We all have our own dreams and priorities for our money. Your money matters whether you are single and spontaneous, or you have a big family with lots of responsibilities. But no matter who you are, your money is finite.
So, I give you my top 5 tips to manage your monthly expenses (relatively painlessly) in order to live now and enjoy the future. You will thank me later!
Watch the pennies and the pounds will follow.
We spend our money on what we value. This is a combination of price and quality.
You are forced to prioritise how you want to spend your money because it is limited.
You also need to be ready for those unexpected expenses!
So we have two choices: we can either drop our expenses OR we can earn more income.
I’m a great fan of increasing your income. But HOW?
Dollar millionaires have a minimum of seven sources of income.
Start a SIDE HUSTLE TODAY!
It takes time to start your side hustle that becomes a sustainable replacement of your income.
Lisa’s 5 tips for managing your expenses:
Be frugal about your day-to-day spending.
Have a fund for guilt-free purchases (after all, YOLO!)
Save gently (and separately) for your holiday throughout the year.
Pay yourself first! Take the money off the table.
Build an emergency fund that has at least 3 months’ worth of your salary.
I unpack each point in detail. Have a listen and take notes!
Good financial management is a DAILY game that makes the difference to live now and for the future.

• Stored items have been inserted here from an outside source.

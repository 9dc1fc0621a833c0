// src/cli.rs
// =============================================================================
// This file defines our command-line interface using the `clap` crate.
//
// We use the "derive" API: the CLI is a plain struct and clap generates the
// parsing code from the attributes. A few flags can also come from the
// environment (GITHUB_TOKEN, SHOWCASE_FEATURED, GITHUB_API_URL), which is
// handy in CI where secrets are exposed as variables.
//
// The parsed Cli is turned into an immutable Config (see config.rs) right
// after parsing; nothing else in the program looks at Cli.
// =============================================================================

use clap::Parser;

use crate::config::{DEFAULT_API_BASE, DEFAULT_README_CONCURRENCY};

// This struct represents our entire CLI application
#[derive(Parser, Debug)]
#[command(
    name = "repo-showcase",
    version,
    about = "Build a portfolio showcase from a GitHub user's public repositories",
    long_about = "repo-showcase lists a GitHub user's public repositories and groups them into \
                  Featured, By category and All projects sections, each project shown as a card \
                  with its live link, code link and a short README preview."
)]
pub struct Cli {
    /// GitHub login whose repositories are shown (e.g. octocat)
    #[arg(value_parser = non_empty)]
    pub owner: String,

    /// Personal access token, raises the API rate limit
    ///
    /// Sent as a static `Authorization` header; nothing else is done with it.
    #[arg(long, env = "GITHUB_TOKEN", hide_env_values = true)]
    pub token: Option<String>,

    /// Repository names that are always featured first (comma separated)
    #[arg(long, env = "SHOWCASE_FEATURED", value_delimiter = ',')]
    pub featured: Vec<String>,

    /// GitHub API root, only useful for GitHub Enterprise or testing
    #[arg(long, env = "GITHUB_API_URL", default_value = DEFAULT_API_BASE, hide = true)]
    pub api_base: String,

    /// Maximum number of README requests in flight at once
    ///
    /// 1 fetches READMEs strictly one after another.
    #[arg(long, default_value_t = DEFAULT_README_CONCURRENCY, value_parser = positive_usize)]
    pub concurrency: usize,

    /// Do not fetch READMEs (no snippets, far fewer API calls)
    #[arg(long)]
    pub no_readme: bool,

    /// Leave forked repositories out of every section
    #[arg(long)]
    pub skip_forks: bool,

    /// Leave archived repositories out of every section
    #[arg(long)]
    pub skip_archived: bool,

    /// Output the showcase as JSON instead of a text listing
    #[arg(long)]
    pub json: bool,
}

// clap value parsers: returning Err(String) makes clap print a usage error

fn non_empty(value: &str) -> Result<String, String> {
    let trimmed = value.trim();
    if trimmed.is_empty() {
        Err("owner must not be empty".to_string())
    } else {
        Ok(trimmed.to_string())
    }
}

fn positive_usize(value: &str) -> Result<usize, String> {
    match value.parse::<usize>() {
        Ok(0) => Err("must be at least 1".to_string()),
        Ok(n) => Ok(n),
        Err(e) => Err(format!("not a number: {}", e)),
    }
}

Building a side hustle helps promote a sustainable solution to make ends meet.
Only 6% of us will retire with enough money to live to our normal standard of living. That is a shocking statistic!
Sign up for my side hustle course that will launch in September 2019.
Live your best life by being brave to be free!
Take charge of your future! Sign up for the next launch of my side hustle course starting in September.
If you enjoyed this podcast, you will love are you serving two masters?, the biggest myth of a side hustle, and wake up your creativity with Nina Pearse.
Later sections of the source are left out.